Records from a data collection
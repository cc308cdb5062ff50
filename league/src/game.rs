//! The game capability driven by the interactive play loop.

use std::io::Write;

use anyhow::Result;
use tracing::info;

use crate::io::player_store::PlayerStore;

/// A single game of poker, from dealing to a declared winner.
pub trait Game {
    /// Begin a game for `number_of_players`. Alerts for the table go to `alerts`.
    ///
    /// The count arrives as typed by the user and may be zero or negative.
    fn start(&self, number_of_players: i64, alerts: &mut dyn Write) -> Result<()>;

    /// End the game and credit `winner`.
    fn finish(&self, winner: &str) -> Result<()>;
}

/// [`Game`] that records the winner in a [`PlayerStore`].
pub struct LeagueGame<S> {
    store: S,
}

impl<S: PlayerStore> LeagueGame<S> {
    pub fn new(store: S) -> Self {
        Self { store }
    }

    pub fn store(&self) -> &S {
        &self.store
    }
}

impl<S: PlayerStore> Game for LeagueGame<S> {
    fn start(&self, number_of_players: i64, _alerts: &mut dyn Write) -> Result<()> {
        info!(number_of_players, "game started");
        Ok(())
    }

    fn finish(&self, winner: &str) -> Result<()> {
        self.store.record_win(winner)?;
        info!(winner, "game finished");
        Ok(())
    }
}
use std::collections::HashSet;

use crate::core::league::League;

/// Collect every invariant violation in `league`. An empty result means valid.
pub fn validate_invariants(league: &League) -> Vec<String> {
    let mut errors = Vec::new();
    let mut seen = HashSet::new();

    for (index, player) in league.iter().enumerate() {
        if player.name.is_empty() {
            errors.push(format!("player at index {index} has an empty name"));
            continue;
        }
        if !seen.insert(player.name.as_str()) {
            errors.push(format!("duplicate player name: {}", player.name));
        }
    }

    errors
}
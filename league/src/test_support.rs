//! Test doubles for the store and game seams.

use std::cell::RefCell;
use std::collections::HashMap;
use std::fs;
use std::io::{Cursor, Write};
use std::path::{Path, PathBuf};
use std::sync::Mutex;

use anyhow::{Context, Result, anyhow};

use crate::core::league::{League, Player};
use crate::game::Game;
use crate::io::player_store::PlayerStore;

/// In-memory [`PlayerStore`] with canned scores and a log of recorded wins.
#[derive(Debug, Default)]
pub struct StubPlayerStore {
    scores: HashMap<String, u64>,
    win_calls: Mutex<Vec<String>>,
    league: League,
}

impl StubPlayerStore {
    pub fn with_scores(scores: &[(&str, u64)]) -> Self {
        Self {
            scores: scores
                .iter()
                .map(|(name, wins)| ((*name).to_string(), *wins))
                .collect(),
            ..Self::default()
        }
    }

    pub fn with_league(league: League) -> Self {
        Self {
            league,
            ..Self::default()
        }
    }

    /// Names passed to `record_win`, in call order.
    pub fn win_calls(&self) -> Vec<String> {
        self.win_calls
            .lock()
            .map(|calls| calls.clone())
            .unwrap_or_default()
    }
}

impl PlayerStore for StubPlayerStore {
    fn league(&self) -> Result<League> {
        Ok(self.league.clone())
    }

    fn find_player(&self, name: &str) -> Result<Option<Player>> {
        Ok(self
            .scores
            .get(name)
            .map(|wins| Player::new(name, *wins)))
    }

    fn record_win(&self, name: &str) -> Result<()> {
        self.win_calls
            .lock()
            .map_err(|_| anyhow!("win calls lock poisoned"))?
            .push(name.to_string());
        Ok(())
    }
}

/// [`Game`] that remembers how it was started and finished.
#[derive(Debug, Default)]
pub struct GameSpy {
    start_called_with: RefCell<Option<i64>>,
    finish_called_with: RefCell<Option<String>>,
}

impl GameSpy {
    pub fn start_called_with(&self) -> Option<i64> {
        *self.start_called_with.borrow()
    }

    pub fn finish_called_with(&self) -> Option<String> {
        self.finish_called_with.borrow().clone()
    }
}

impl Game for GameSpy {
    fn start(&self, number_of_players: i64, _alerts: &mut dyn Write) -> Result<()> {
        *self.start_called_with.borrow_mut() = Some(number_of_players);
        Ok(())
    }

    fn finish(&self, winner: &str) -> Result<()> {
        *self.finish_called_with.borrow_mut() = Some(winner.to_string());
        Ok(())
    }
}

/// Input reader yielding each of `lines` terminated by a newline.
pub fn user_sends(lines: &[&str]) -> Cursor<String> {
    let mut input = lines.join("\n");
    if !lines.is_empty() {
        input.push('\n');
    }
    Cursor::new(input)
}

/// Write `contents` verbatim to `game.db.json` under `dir`, returning its path.
pub fn write_database(dir: &Path, contents: &str) -> Result<PathBuf> {
    let path = dir.join("game.db.json");
    fs::write(&path, contents).with_context(|| format!("write {}", path.display()))?;
    Ok(path)
}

## What the task requires
Search the records above for the string "format" and copy each line that holds it.

## Solution for this task
            errors.push(format!("player at index {index} has an empty name"));
            errors.push(format!("duplicate player name: {}", player.name));
    fs::write(&path, contents).with_context(|| format!("write {}", path.display()))?;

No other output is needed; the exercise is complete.